To annotate segments of organizational electronic publications and web pages with domain meta data, using the segments headings and an ontology, to enhance the quality and focus of the information retrieved when these publications are searched.
Some Arabic terms are not available though they are available in the English version e.g. Moziac viruses , Physiological disorders , ..
Arabic agricultural terminology differs from one country to another, e.g.. Wheat is: حنطة in AGROVOC while it is قمح in Egypt
Agricultural entries that are very specific to a country (for example: country specific crop varieties).
Some important concepts are missing from AGROVOC all together. E.g. all instances of viral diseases (the entry exists in AGROVOC but has no narrower terms).
Inaccurate Arabic term e.g. the term cultivation is translated to فلاحة الأرض which narrows down the actual meaning of the cultivation term. A more accurate translation for this term could have been زراعية مماراسات
Some important relationships were found to be missing e.g.The terms ‘Viral diseases’, and ‘Bacterial diseases’ are not listed as narrower terms of ‘Plant Diseases’
Inaccurate relationship The concept نباتات ضارة (Noxious plants) is not listed as a NT of نباتات (Plants), but as a related term to it.

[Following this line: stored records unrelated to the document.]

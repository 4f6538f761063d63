//! HTTP transport seam.
//!
//! The client builds [`ApiRequest`] values and hands them to an
//! [`HttpSender`]. Transport failures are returned as boxed errors and reach
//! the caller unchanged; status interpretation happens in the executor.

use async_trait::async_trait;
use joystick_core::TransportError;
pub use reqwest::Url;
use serde_json::Value;
use std::fmt;
use std::time::Duration;

#[derive(Debug, Clone, Copy, PartialEq, Eq, Hash)]
pub enum HttpMethod {
    Get,
    Post,
    Put,
}

impl HttpMethod {
    pub fn as_str(&self) -> &'static str {
        match self {
            HttpMethod::Get => "GET",
            HttpMethod::Post => "POST",
            HttpMethod::Put => "PUT",
        }
    }
}

impl fmt::Display for HttpMethod {
    fn fmt(&self, f: &mut fmt::Formatter<'_>) -> fmt::Result {
        f.write_str(self.as_str())
    }
}

impl From<HttpMethod> for reqwest::Method {
    fn from(method: HttpMethod) -> Self {
        match method {
            HttpMethod::Get => reqwest::Method::GET,
            HttpMethod::Post => reqwest::Method::POST,
            HttpMethod::Put => reqwest::Method::PUT,
        }
    }
}

/// A fully built request: method, absolute URL, headers and raw body.
#[derive(Debug, Clone, PartialEq, Eq)]
pub struct ApiRequest {
    pub method: HttpMethod,
    pub url: Url,
    pub headers: Vec<(String, String)>,
    pub body: Vec<u8>,
}

impl ApiRequest {
    pub fn new(method: HttpMethod, url: Url) -> Self {
        Self {
            method,
            url,
            headers: Vec::new(),
            body: Vec::new(),
        }
    }

    pub fn with_header(mut self, name: impl Into<String>, value: impl Into<String>) -> Self {
        self.headers.push((name.into(), value.into()));
        self
    }

    pub fn with_body(mut self, body: Vec<u8>) -> Self {
        self.body = body;
        self
    }

    /// First header value with this name, compared case-insensitively.
    pub fn header(&self, name: &str) -> Option<&str> {
        self.headers
            .iter()
            .find(|(n, _)| n.eq_ignore_ascii_case(name))
            .map(|(_, v)| v.as_str())
    }

    /// First query parameter value with this name, decoded.
    pub fn query_param(&self, name: &str) -> Option<String> {
        self.url
            .query_pairs()
            .find(|(k, _)| k == name)
            .map(|(_, v)| v.into_owned())
    }

    pub fn json_body(&self) -> Result<Value, serde_json::Error> {
        serde_json::from_slice(&self.body)
    }
}

/// Status and raw body of a completed exchange.
#[derive(Debug, Clone, PartialEq, Eq)]
pub struct ApiResponse {
    pub status: u16,
    pub body: Vec<u8>,
}

impl ApiResponse {
    pub fn new(status: u16, body: impl Into<Vec<u8>>) -> Self {
        Self {
            status,
            body: body.into(),
        }
    }

    /// A response whose body is `value` encoded as JSON.
    pub fn json(status: u16, value: &Value) -> Self {
        Self::new(status, value.to_string())
    }

    pub fn body_text(&self) -> String {
        String::from_utf8_lossy(&self.body).into_owned()
    }
}

/// Sends one request and returns whatever status came back.
///
/// Non-2xx statuses are not errors at this layer. Timeouts and retries are
/// the sender's own concern.
#[async_trait]
pub trait HttpSender: Send + Sync {
    async fn send(&self, request: ApiRequest) -> Result<ApiResponse, TransportError>;
}

/// [`HttpSender`] backed by `reqwest`.
#[derive(Clone)]
pub struct ReqwestSender {
    client: reqwest::Client,
    timeout: Option<Duration>,
}

impl ReqwestSender {
    pub fn new() -> Self {
        Self::from_client(reqwest::Client::new())
    }

    /// Build a sender whose requests time out after `timeout`.
    pub fn with_timeout(timeout: Duration) -> Result<Self, TransportError> {
        let client = reqwest::Client::builder().timeout(timeout).build()?;
        Ok(Self {
            client,
            timeout: Some(timeout),
        })
    }

    pub fn from_client(client: reqwest::Client) -> Self {
        Self {
            client,
            timeout: None,
        }
    }
}

impl Default for ReqwestSender {
    fn default() -> Self {
        Self::new()
    }
}

#[async_trait]
impl HttpSender for ReqwestSender {
    async fn send(&self, request: ApiRequest) -> Result<ApiResponse, TransportError> {
        let mut builder = self
            .client
            .request(request.method.into(), request.url)
            .body(request.body);
        for (name, value) in &request.headers {
            builder = builder.header(name.as_str(), value.as_str());
        }

        let response = builder.send().await?;
        let status = response.status().as_u16();
        let body = response.bytes().await?;
        Ok(ApiResponse::new(status, body.to_vec()))
    }
}

impl fmt::Debug for ReqwestSender {
    fn fmt(&self, f: &mut fmt::Formatter<'_>) -> fmt::Result {
        f.debug_struct("ReqwestSender")
            .field("timeout", &self.timeout)
            .finish()
    }
}

#[cfg(test)]
mod tests {
    use super::*;
    use serde_json::json;

    #[test]
    fn test_request_accessors() {
        let url = Url::parse_with_params("https://example.test/x/", &[("c", "[\"a\"]")]).unwrap();
        let request = ApiRequest::new(HttpMethod::Post, url)
            .with_header("x-api-key", "secret")
            .with_body(br#"{"u":""}"#.to_vec());

        assert_eq!(request.header("X-Api-Key"), Some("secret"));
        assert_eq!(request.header("missing"), None);
        assert_eq!(request.query_param("c").as_deref(), Some("[\"a\"]"));
        assert_eq!(request.json_body().unwrap(), json!({"u": ""}));
    }

    #[test]
    fn test_method_mapping() {
        assert_eq!(reqwest::Method::from(HttpMethod::Put), reqwest::Method::PUT);
        assert_eq!(HttpMethod::Post.to_string(), "POST");
    }

    #[test]
    fn test_response_helpers() {
        let response = ApiResponse::json(200, &json!({"a": 1}));
        assert_eq!(response.body_text(), r#"{"a":1}"#);
        assert_eq!(ApiResponse::new(500, vec![0xff, b'x']).body_text(), "\u{fffd}x");
    }
}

The results of experiments carried out to evaluate this work, show that it can be used to annotate document segments with a high degree of accuracy.
The problems encountered that led to deficiency in the recall were analyzed and currently we are trying to enhance the results accuracy. Some of these problems are due to Ontology and others are due to processing Arabic text.
We plan to investigate the use of the generated annotated segments to build classifiers in order to assign labels to segments that have no headings.
We explore ontology extraction from information rich documents so as to be able to apply our approach when an initial ontology does not exist.